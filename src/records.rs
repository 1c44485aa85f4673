//! Record eligibility rules that depend only on the result itself

use tracing::debug;

use crate::age::age_in_year;
use crate::catalog::get_discipline;
use crate::models::DisciplineId;

/// Maximum legal tailwind for records (m/s)
pub const WIND_LIMIT: f64 = 2.0;

/// Wind rules apply from this age onwards
pub const WIND_RULE_AGE_THRESHOLD: i32 = 14;

/// True when a tailwind makes the result ineligible for records.
///
/// Only wind-affected disciplines count, only for athletes aged 14 or more in
/// the result year, and a missing wind reading never disqualifies.
pub fn is_wind_assisted(
  wind: Option<f64>,
  discipline_id: DisciplineId,
  birth_year: i32,
  result_year: i32,
) -> bool {
  let Some(discipline) = get_discipline(discipline_id) else {
    return false;
  };
  if !discipline.wind_affected {
    return false;
  }

  if age_in_year(birth_year, result_year) < WIND_RULE_AGE_THRESHOLD {
    return false;
  }

  let assisted = matches!(wind, Some(w) if w > WIND_LIMIT);
  if assisted {
    debug!(discipline_id, ?wind, "Result is wind assisted");
  }
  assisted
}
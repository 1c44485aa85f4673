//! Test utilities and helpers for unit testing
//!
//! This module provides common test infrastructure including:
//! - Date construction
//! - Birth year factories for a target age
//! - Log capture setup

use chrono::NaiveDate;

/// Build a date from literal parts
pub fn date(year: i32, month: u32, day: u32) -> NaiveDate {
  NaiveDate::from_ymd_opt(year, month, day).expect("valid test date")
}

/// Birth year of an athlete who turns `age` during `year`
pub fn birth_year_for_age(age: i32, year: i32) -> i32 {
  year - age
}

/// Route tracing output to the test harness. Safe to call from every test.
pub fn init_test_logging() {
  let _ = tracing_subscriber::fmt()
    .with_env_filter(tracing_subscriber::EnvFilter::from_default_env())
    .with_test_writer()
    .try_init();
}

/// Assert two floats are within `tolerance`
#[track_caller]
pub fn assert_close(actual: f64, expected: f64, tolerance: f64) {
  assert!(
    (actual - expected).abs() <= tolerance,
    "expected {} to be within {} of {}",
    actual,
    tolerance,
    expected
  );
}
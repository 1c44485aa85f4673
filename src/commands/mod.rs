pub mod catalog;
pub mod goals;
pub mod skill;

use chrono::{DateTime, NaiveDate, NaiveDateTime};
use thiserror::Error;

use crate::config::{self, RulesConfig};
use crate::skill_mark::SkillMarkEvaluator;
use crate::validation::{self, InvalidReferenceData};

/// Shared state handed to every command
pub struct RulesState {
  pub config: RulesConfig,
  pub evaluator: SkillMarkEvaluator,
}

impl RulesState {
  pub fn new(config: RulesConfig) -> Self {
    Self {
      config,
      evaluator: SkillMarkEvaluator::new(),
    }
  }

  /// Load configuration and check the static tables once at startup
  pub fn initialize() -> Result<Self, InvalidReferenceData> {
    let config = config::load();
    validation::check_at_startup(&config)?;
    Ok(Self::new(config))
  }
}

#[derive(Debug, Error)]
pub enum CommandError {
  #[error("Invalid date: {0} (expected YYYY-MM-DD)")]
  InvalidDate(String),

  #[error("Unknown discipline: {0}")]
  UnknownDiscipline(u32),
}

/// Parse an ISO date from the frontend. Full RFC 3339 timestamps, with or
/// without an offset, are accepted and truncated to the date.
pub(crate) fn parse_date(raw: &str) -> Result<NaiveDate, CommandError> {
  let trimmed = raw.trim();
  NaiveDate::parse_from_str(trimmed, "%Y-%m-%d")
    .or_else(|_| DateTime::parse_from_rfc3339(trimmed).map(|dt| dt.date_naive()))
    .or_else(|_| {
      NaiveDateTime::parse_from_str(trimmed, "%Y-%m-%dT%H:%M:%S%.f").map(|dt| dt.date())
    })
    .map_err(|_| CommandError::InvalidDate(raw.to_string()))
}
//! Discipline catalog
//!
//! Static registry of every event the application can record a result for.
//! Ids are stable and never reused; ordering everywhere is by id.

use std::collections::HashMap;
use std::sync::LazyLock;

use crate::models::{
  Direction, Discipline, DisciplineCategory, DisciplineId, Implement, MeasurementUnit,
};

use DisciplineCategory::*;

/// ---------------------------------------------------------------------------
/// Reference data
/// ---------------------------------------------------------------------------

const fn timed(
  id: DisciplineId,
  name: &'static str,
  full_name: &'static str,
  category: DisciplineCategory,
  needs_minutes: bool,
  wind_affected: bool,
) -> Discipline {
  Discipline {
    id,
    name,
    full_name,
    category,
    unit: MeasurementUnit::Duration,
    direction: Direction::LowerIsBetter,
    needs_minutes,
    wind_affected,
    implement: None,
  }
}

const fn measured(
  id: DisciplineId,
  name: &'static str,
  full_name: &'static str,
  category: DisciplineCategory,
  wind_affected: bool,
  implement: Option<Implement>,
) -> Discipline {
  Discipline {
    id,
    name,
    full_name,
    category,
    // Combined events are points but share the larger-is-better handling
    unit: MeasurementUnit::Distance,
    direction: Direction::HigherIsBetter,
    needs_minutes: false,
    wind_affected,
    implement,
  }
}

static DISCIPLINES: [Discipline; 41] = [
  // Sprints
  timed(1, "40m", "40 metres", Sprints, false, false),
  timed(2, "60m", "60 metres", Sprints, false, true),
  timed(3, "100m", "100 metres", Sprints, false, true),
  timed(4, "150m", "150 metres", Sprints, false, false),
  timed(5, "200m", "200 metres", Sprints, false, true),
  timed(6, "300m", "300 metres", Sprints, false, false),
  timed(7, "400m", "400 metres", Sprints, true, false),
  // Middle distance
  timed(8, "600m", "600 metres", MiddleDistance, true, false),
  timed(9, "800m", "800 metres", MiddleDistance, true, false),
  timed(10, "1000m", "1000 metres", MiddleDistance, true, false),
  timed(11, "1500m", "1500 metres", MiddleDistance, true, false),
  timed(12, "2000m", "2000 metres", MiddleDistance, true, false),
  // Long distance
  timed(13, "3000m", "3000 metres", LongDistance, true, false),
  timed(14, "5000m", "5000 metres", LongDistance, true, false),
  timed(15, "10000m", "10000 metres", LongDistance, true, false),
  // Hurdles
  timed(16, "60m H", "60 metres hurdles", Hurdles, false, true),
  timed(17, "80m H", "80 metres hurdles", Hurdles, false, true),
  timed(18, "100m H", "100 metres hurdles", Hurdles, false, true),
  timed(19, "200m H", "200 metres hurdles", Hurdles, false, false),
  timed(20, "300m H", "300 metres hurdles", Hurdles, false, false),
  timed(21, "400m H", "400 metres hurdles", Hurdles, true, false),
  // Jumps
  measured(22, "LJ", "Long jump", Jumps, true, None),
  measured(23, "HJ", "High jump", Jumps, false, None),
  measured(24, "TJ", "Triple jump", Jumps, true, None),
  measured(25, "PV", "Pole vault", Jumps, false, None),
  // Throws
  measured(26, "SP", "Shot put", Throws, false, Some(Implement::Shot)),
  measured(27, "DT", "Discus throw", Throws, false, Some(Implement::Discus)),
  measured(28, "JT", "Javelin throw", Throws, false, Some(Implement::Javelin)),
  measured(29, "HT", "Hammer throw", Throws, false, Some(Implement::Hammer)),
  measured(30, "BT", "Ball throw", Throws, false, None),
  // Combined events (points)
  measured(31, "3-event", "Triathlon", Combined, false, None),
  measured(32, "4-event", "Tetrathlon", Combined, false, None),
  measured(33, "5-event", "Pentathlon", Combined, false, None),
  measured(34, "7-event", "Heptathlon", Combined, false, None),
  // Race walking
  timed(35, "600m W", "600 metres race walk", Walking, true, false),
  timed(36, "800m W", "800 metres race walk", Walking, true, false),
  timed(37, "2000m W", "2000 metres race walk", Walking, true, false),
  timed(38, "3000m W", "3000 metres race walk", Walking, true, false),
  // Steeplechase
  timed(39, "1500m SC", "1500 metres steeplechase", MiddleDistance, true, false),
  timed(40, "3000m SC", "3000 metres steeplechase", LongDistance, true, false),
  timed(41, "1000m W", "1000 metres race walk", Walking, true, false),
];

/// Selectable implement weights in kilograms, lightest first
const SHOT_WEIGHTS_KG: &[f64] = &[2.0, 2.5, 3.0, 4.0, 5.0, 6.0, 7.26];
const DISCUS_WEIGHTS_KG: &[f64] = &[0.6, 0.75, 1.0, 1.5, 1.75, 2.0];
const JAVELIN_WEIGHTS_KG: &[f64] = &[0.4, 0.5, 0.6, 0.7, 0.8];
const HAMMER_WEIGHTS_KG: &[f64] = &[2.5, 3.0, 4.0, 5.0, 6.0, 7.26];

/// Hurdle heights in centimetres, lowest first
pub const HURDLE_HEIGHTS_CM: [u32; 8] = [50, 60, 68, 76, 84, 91, 100, 106];

/// ---------------------------------------------------------------------------
/// Catalog
/// ---------------------------------------------------------------------------

pub struct DisciplineCatalog {
  disciplines: &'static [Discipline],
  by_id: HashMap<DisciplineId, usize>,
}

static CATALOG: LazyLock<DisciplineCatalog> =
  LazyLock::new(|| DisciplineCatalog::from_static(&DISCIPLINES));

impl DisciplineCatalog {
  fn from_static(disciplines: &'static [Discipline]) -> Self {
    let by_id = disciplines
      .iter()
      .enumerate()
      .map(|(idx, d)| (d.id, idx))
      .collect();
    Self { disciplines, by_id }
  }

  /// Process-wide catalog, built on first use
  pub fn global() -> &'static DisciplineCatalog {
    &CATALOG
  }

  pub fn get(&self, id: DisciplineId) -> Option<&'static Discipline> {
    let disciplines = self.disciplines;
    self.by_id.get(&id).map(|&idx| &disciplines[idx])
  }

  pub fn contains(&self, id: DisciplineId) -> bool {
    self.by_id.contains_key(&id)
  }

  /// All disciplines ordered by id
  pub fn all(&self) -> &'static [Discipline] {
    self.disciplines
  }

  /// Disciplines grouped in display order; empty groups are skipped
  pub fn by_category(&self) -> Vec<(DisciplineCategory, Vec<&'static Discipline>)> {
    group_by_category(self.disciplines.iter())
  }
}

/// Group disciplines by category in `DisciplineCategory::ORDER`, keeping
/// id order inside each group
pub fn group_by_category<'a, I>(disciplines: I) -> Vec<(DisciplineCategory, Vec<&'a Discipline>)>
where
  I: IntoIterator<Item = &'a Discipline>,
{
  let mut grouped: HashMap<DisciplineCategory, Vec<&'a Discipline>> = HashMap::new();
  for discipline in disciplines {
    grouped.entry(discipline.category).or_default().push(discipline);
  }

  DisciplineCategory::ORDER
    .iter()
    .filter_map(|category| {
      let mut members = grouped.remove(category)?;
      members.sort_by_key(|d| d.id);
      Some((*category, members))
    })
    .collect()
}

pub fn get_discipline(id: DisciplineId) -> Option<&'static Discipline> {
  DisciplineCatalog::global().get(id)
}

/// Implement weights the athlete can choose from; empty for non-throws
pub fn equipment_weights(id: DisciplineId) -> &'static [f64] {
  match get_discipline(id).and_then(|d| d.implement) {
    Some(Implement::Shot) => SHOT_WEIGHTS_KG,
    Some(Implement::Discus) => DISCUS_WEIGHTS_KG,
    Some(Implement::Javelin) => JAVELIN_WEIGHTS_KG,
    Some(Implement::Hammer) => HAMMER_WEIGHTS_KG,
    None => &[],
  }
}

#[cfg(test)]
mod tests {
  use super::*;

  #[test]
  fn test_ids_are_unique_and_sorted() {
    let all = DisciplineCatalog::global().all();
    assert!(all.windows(2).all(|w| w[0].id < w[1].id));
    assert_eq!(DisciplineCatalog::global().by_id.len(), all.len());
  }

  #[test]
  fn test_lookup() {
    let sprint = get_discipline(3).unwrap();
    assert_eq!(sprint.name, "100m");
    assert_eq!(sprint.unit, MeasurementUnit::Duration);
    assert_eq!(sprint.direction, Direction::LowerIsBetter);

    let shot = get_discipline(26).unwrap();
    assert_eq!(shot.direction, Direction::HigherIsBetter);
    assert_eq!(shot.implement, Some(Implement::Shot));
  }

  #[test]
  fn test_unknown_id_is_none() {
    assert!(get_discipline(0).is_none());
    assert!(get_discipline(999).is_none());
    assert!(!DisciplineCatalog::global().contains(42));
  }

  #[test]
  fn test_direction_matches_unit() {
    for d in DisciplineCatalog::global().all() {
      let expected = match d.unit {
        MeasurementUnit::Duration => Direction::LowerIsBetter,
        MeasurementUnit::Distance => Direction::HigherIsBetter,
      };
      assert_eq!(d.direction, expected, "discipline {}", d.id);
      // Only timed events take a minutes field
      assert!(!d.needs_minutes || d.unit == MeasurementUnit::Duration);
    }
  }

  #[test]
  fn test_grouping_follows_display_order() {
    let grouped = DisciplineCatalog::global().by_category();
    let categories: Vec<_> = grouped.iter().map(|(c, _)| *c).collect();
    assert_eq!(categories, DisciplineCategory::ORDER.to_vec());

    let middle = &grouped[1].1;
    let ids: Vec<_> = middle.iter().map(|d| d.id).collect();
    assert_eq!(ids, vec![8, 9, 10, 11, 12, 39]);
  }

  #[test]
  fn test_equipment_weights() {
    assert_eq!(equipment_weights(26).first(), Some(&2.0));
    assert!(equipment_weights(29).contains(&2.5));
    assert!(equipment_weights(3).is_empty());
    assert!(equipment_weights(999).is_empty());
    for id in [26, 27, 28, 29] {
      assert!(equipment_weights(id).windows(2).all(|w| w[0] < w[1]));
    }
  }
}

:: Problem statement ::
Respond with the exact lines running from the one that contains "for id in [26, 27, 28, 29]" through the last line of the data above, and no other lines.

:: Solution ::
    for id in [26, 27, 28, 29] {
      assert!(equipment_weights(id).windows(2).all(|w| w[0] < w[1]));
    }
  }
}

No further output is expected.